When Armstrong was brought before Charles, a great pity filled him as he gazed for the first time on that gaunt, haggard face, the face of a beaten man with his back to the wall. He found no difficulty in convincing the King that he was a well-accredited envoy, and his Majesty inquired eagerly about the disposition of the Scottish people toward him, the number likely to take the field in his behalf, who their probable leaders were, and how soon they would be ready for the fray. All these questions Armstrong answered as hopefully as he could, in deep commiseration for a defeated man. The King commanded one of his secretaries to write out the required commission, and while this was being done Armstrong related to him the purport of the papers which he had not dared to bring with him. The names of the nobles were inserted in the document from the dictation of the Scot; then the King’s seal was affixed, and Charles signed the parchment. He seemed in feverish haste to get the business done with, as if every moment lost was irreparable. When the ink was dried, and the parchment folded, Armstrong placed it in safe keeping within his vest. While thus engaged the King said a word to the secretary, who handed him a light rapier, then whispered to the messenger the single word “Kneel.” The Scot flushed to think he had been wanting in the etiquette of the court, his kind heart yearning to proffer any deference which should be rendered to a monarch, more especially that he was no longer in a position to enforce homage. He dropped on one knee and bowed his head. Charles, rising, touched the rapier blade lightly upon the shoulder of the kneeling man, saying: “Rise, Sir William Armstrong, and be assured that if you bring this poor signature of mine to Scotland, there is no title in my gift you may not demand of me.”
Armstrong rose, awkward as a school boy, not knowing where to look or what to say until he caught the cynical smile of De Courcy standing at the right hand of the King.
“I congratulate you, Sir William,” said the Frenchman.
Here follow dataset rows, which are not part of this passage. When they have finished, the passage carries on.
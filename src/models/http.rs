use std::time::Duration;

use anyhow::Context;
use reqwest::blocking::Client;
use reqwest::StatusCode;
use serde::Serialize;

use super::ChatModel;
use crate::error::ChatError;

#[derive(Clone, Debug)]
pub struct HttpModelConfig {
    pub endpoint: String,
    pub api_key: String,
    pub model: String,
    pub max_tokens: u32,
    pub temperature: f32,
    pub top_p: f32,
    pub timeout: Duration,
}

/// OpenAI-compatible chat-completions endpoint.
pub struct HttpChatModel {
    cfg: HttpModelConfig,
    client: Client,
}

#[derive(Serialize)]
struct ChatRequest<'a> {
    model: &'a str,
    messages: Vec<ChatMessage<'a>>,
    max_tokens: u32,
    #[serde(skip_serializing_if = "Option::is_none")]
    temperature: Option<f32>,
    #[serde(skip_serializing_if = "Option::is_none")]
    top_p: Option<f32>,
}

#[derive(Serialize)]
struct ChatMessage<'a> {
    role: &'a str,
    content: &'a str,
}

impl HttpChatModel {
    pub fn new(cfg: HttpModelConfig) -> anyhow::Result<Self> {
        let client = Client::builder()
            .timeout(cfg.timeout)
            .build()
            .context("build HTTP client")?;
        Ok(Self { cfg, client })
    }

    fn post(&self, request: &ChatRequest<'_>) -> Result<String, ChatError> {
        let resp = self
            .client
            .post(&self.cfg.endpoint)
            .bearer_auth(self.cfg.api_key.trim())
            .json(request)
            .send()
            .map_err(|e| ChatError::Transport(e.to_string()))?;
        let status = resp.status();
        if status == StatusCode::TOO_MANY_REQUESTS {
            return Err(ChatError::RateLimited);
        }
        let body = resp
            .text()
            .map_err(|e| ChatError::Transport(e.to_string()))?;
        if status != StatusCode::OK {
            return Err(ChatError::Status {
                status: status.as_u16(),
                body,
            });
        }
        parse_completion(&body)
    }

    /// Sends a five-token request to verify the endpoint, key and model name.
    pub fn ping(&self) -> Result<(), ChatError> {
        let request = ChatRequest {
            model: &self.cfg.model,
            messages: vec![ChatMessage {
                role: "user",
                content: "ping",
            }],
            max_tokens: 5,
            temperature: None,
            top_p: None,
        };
        match self.post(&request) {
            Ok(_) | Err(ChatError::Empty) => Ok(()),
            Err(e) => Err(e),
        }
    }
}

impl ChatModel for HttpChatModel {
    fn name(&self) -> &str {
        &self.cfg.model
    }

    fn chat(&self, prompt: &str) -> Result<String, ChatError> {
        let request = ChatRequest {
            model: &self.cfg.model,
            messages: vec![ChatMessage {
                role: "user",
                content: prompt,
            }],
            max_tokens: self.cfg.max_tokens,
            temperature: Some(self.cfg.temperature),
            top_p: Some(self.cfg.top_p),
        };
        self.post(&request)
    }
}

/// Pulls `choices[0].message.content` out of a chat-completions body.
pub fn parse_completion(body: &str) -> Result<String, ChatError> {
    let value: serde_json::Value =
        serde_json::from_str(body).map_err(|e| ChatError::Malformed(e.to_string()))?;
    let content = value
        .get("choices")
        .and_then(|c| c.get(0))
        .and_then(|c| c.get("message"))
        .and_then(|m| m.get("content"))
        .and_then(|c| c.as_str())
        .ok_or_else(|| ChatError::Malformed("missing choices[0].message.content".to_string()))?;
    let content = content.trim();
    if content.is_empty() {
        return Err(ChatError::Empty);
    }
    Ok(content.to_string())
}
The sight of the smile aroused the new hatred against the man which was smoldering in his heart, and he made no reply to the greeting, but said to the King: “Sire, the only thanks I can tender you is haste to the North, and may God make my arm as strong to defend this signature as my heart is true to your Majesty.”
With that he turned his back upon royalty, a grievous breach in the eyes of courtiers, and fled.
“God grant it,” said the King, with a sigh, as he sank once more in the seat from whence he had risen.
“There is no doubt of it,” said De Courcy, softly.
“Doubt of what?” asked the King.
“The oath he took will sit lightly on his conscience. He prayed that his arm’s strength might equal his heart’s fealty. I distrust those who talk glibly of their hearts, and his was a most ambiguous prayer. If his heart be not true, and he made no assertion that it was, his strong arm will avail us little.”
“Surely if ever honesty beamed from a man’s face it was from Armstrong’s. The Scots are trustworthy men.”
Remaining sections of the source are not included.